Education

Design for humanity

On one hand, designers aim to make useful, attractive products or services. On the other hand, capitalism aims to make money for investors. When these two things are put together, designers can lose. Designs become more a means of profit than things of beauty and utility.

Investors want to get a high return on investment. So, they continually push for new products. If there isn't a demand for that product, they try to create demand. They use advertising to persuade consumers to buy unneeded products. On top of that, profit-driven companies create products that don't last and can't be repaired easily, so people have to keep buying new ones.

Designers, unfortunately, have little or no say in the matter. Designers often want to make beautiful, sustainable products, but can't. They simply have to satisfy the profit-driven executives.

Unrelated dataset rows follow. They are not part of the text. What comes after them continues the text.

//! YAML configuration parsing.
//!
//! Parses job definitions and global configuration from YAML files.

use std::path::Path;

use super::error::ConfigError;
use super::types::{GlobalConfig, JobConfig};

/// YAML configuration loader.
pub struct YamlLoader;

impl YamlLoader {
    /// Load global configuration from a file.
    pub fn load_global_config(path: impl AsRef<Path>) -> Result<GlobalConfig, ConfigError> {
        let path = path.as_ref();
        let content = std::fs::read_to_string(path).map_err(|source| ConfigError::FileReadError {
            path: path.to_path_buf(),
            source,
        })?;
        Self::parse_global_config(&content)
    }

    /// Parse global configuration from a YAML string.
    pub fn parse_global_config(yaml: &str) -> Result<GlobalConfig, ConfigError> {
        let config: GlobalConfig = serde_yaml::from_str(yaml)?;
        Self::validate_global_config(&config)?;
        Ok(config)
    }

    /// Load a job configuration from a file.
    pub fn load_job_config(path: impl AsRef<Path>) -> Result<JobConfig, ConfigError> {
        let path = path.as_ref();
        let content = std::fs::read_to_string(path).map_err(|source| ConfigError::FileReadError {
            path: path.to_path_buf(),
            source,
        })?;
        let config: JobConfig =
            serde_yaml::from_str(&content).map_err(|source| ConfigError::YamlFileError {
                path: path.to_path_buf(),
                source,
            })?;
        Self::validate_job_config(&config).map_err(|e| ConfigError::JobFileError {
            path: path.to_path_buf(),
            source: Box::new(e),
        })?;
        Ok(config)
    }

    /// Parse a job configuration from a YAML string.
    pub fn parse_job_config(yaml: &str) -> Result<JobConfig, ConfigError> {
        let config: JobConfig = serde_yaml::from_str(yaml)?;
        Self::validate_job_config(&config)?;
        Ok(config)
    }

    fn validate_global_config(config: &GlobalConfig) -> Result<(), ConfigError> {
        if config.max_instances == Some(0) {
            return Err(ConfigError::InvalidConfig(
                "max_instances cannot be zero".into(),
            ));
        }
        if let Some(grace) = &config.misfire_grace_time {
            grace.to_duration()?;
        }
        Ok(())
    }

    /// Validate a job configuration.
    fn validate_job_config(config: &JobConfig) -> Result<(), ConfigError> {
        // An explicit id or name must not be blank
        if config.id.as_deref().is_some_and(str::is_empty) {
            return Err(ConfigError::MissingField("id".into()));
        }
        if config.name.as_deref().is_some_and(str::is_empty) {
            return Err(ConfigError::MissingField("name".into()));
        }

        if config.func.is_null() {
            return Err(ConfigError::MissingField("func".into()));
        }

        if config.schedule.cron().trim().is_empty() {
            return Err(ConfigError::MissingField("schedule".into()));
        }

        // Zero would make the job un-runnable
        if config.max_instances == Some(0) {
            return Err(ConfigError::InvalidConfig(
                "max_instances cannot be zero".into(),
            ));
        }

        if let Some(grace) = &config.misfire_grace_time {
            grace.to_duration()?;
        }

        if config.store.as_deref().is_some_and(str::is_empty) {
            return Err(ConfigError::InvalidConfig("store cannot be empty".into()));
        }

        Ok(())
    }
}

Visuals: Children's dream jobs

Adecco, a Japanese company providing human resource services, conducted a national survey asking 900 elementary and junior high school boys and girls what job they wanted to do when they grew up. Many children showed an interest in jobs that involve digital technology, which is no surprise since they have been surrounded by the technology since birth.

The detailed results of the survey are shown below.
 



elementary [adjective] /el-uh-MEN-tuh-ree/—simple or early stages of studying

Exam stress: adults and children

Many children feel stressed when they need to take exams. But exam anxiety can affect everyone, from children to adults. It can even damage the mental health of students who receive very high marks. It can also negatively affect students who are less successful, for example, children with special needs and children who are anxious in general. Sometimes children are worried because their parents set goals that are too high for them.

The Harvard Center for the Developing Child says that some amount of stress can be good for children’s development. It helps them to learn how to cope with difficult situations. But it is important for parents to remember that children are still only learning how to deal with stress. Too much stress can be very negative. 

Scientists say that a child learns how to manage stressful situations quicker and better if there is a lot of support from parents or other adults. 
 

The importance of liberal arts

In 2008, research teams at Duke and Harvard surveyed 652 U.S.-born chief executives and heads of product engineering at 502 technology companies. They learned that, although a degree made a big difference in the success of an entrepreneur, the field it was in and the school that it was from were not significant. YouTube chief executive Susan Wojcicki, for instance, majored in history and literature; Slack founder Stewart Butterfield in English; Airbnb founder Brian Chesky in the fine arts. And, in China, Alibaba chief executive Jack Ma has a bachelor’s in English.

The key to good design is a combination of empathy and knowledge of the arts and humanities. Musicians and artists inherently have the greatest sense of creativity. You can teach artists how to use software and graphics tools; turning engineers into artists is anther story.

Tokyo Medical University scandal

A Japanese medical school has been accused of manipulating the test scores of female applicants for years to artificially depress the number of women in the student body, a scandal that has triggered sharp criticism.

The revelations have highlighted institutional barriers that women in Japan still face as they pursue work in fields that have long been dominated by men.

Tokyo Medical University reduced the test scores of women to keep their numbers at about 30 percent of entering classes. For the 2018 school year, 8.8 percent of men and 2.9 percent of women were accepted, according to the Yomiuri Shimbun newspaper.

The newspaper quoted an unnamed source as saying that school administrators justified the practice out of the belief that women were more likely to drop out of the profession after marriage or childbirth.

>55,000 children wait for nursery

The number of children on nursery school waiting lists in Japan as of Oct. 1 last year grew 7,695 from a year before to 55,433, up for the third straight year, the welfare ministry has said.

In March 2017, the ministry expanded the scope of the waiting lists to include cases in which parents decided not to return to work and extended parental leave because they could not find nurseries with enough space to accept their children.

The waiting lists tend to be especially long in urban areas. Yokohama had 1,877 children on waiting lists, the largest figure among all municipalities, followed by the city of Saitama with 1,345 and the city of Osaka with 1,335.

The government aims to eliminate the need for waiting lists by increasing the number of spaces at nurseries and other facilities by a total of 320,000 by the end of March 2021.

Native English teachers needed

More and more elementary school teachers in Japan are turning to English language schools with native speakers, as they seek to gain confidence in teaching the language before it is formally added to their curricula in the academic year starting April 2020.

Many teachers admit to lacking confidence in their English, in areas from vocabulary to grammar, expressiveness and pronunciation. Elementary school teachers say they are afraid of teaching their students “the wrong thing.”

In 2011 Japan made English compulsory for fifth- and sixth-graders as part of their extra-curricular “foreign language activities.” Last year the guidelines were further revised to start English education from the third grade as part of foreign language teaching, and make English a formal subject from fifth grade, starting in 2020, in an effort to enhance the nation’s global competitiveness.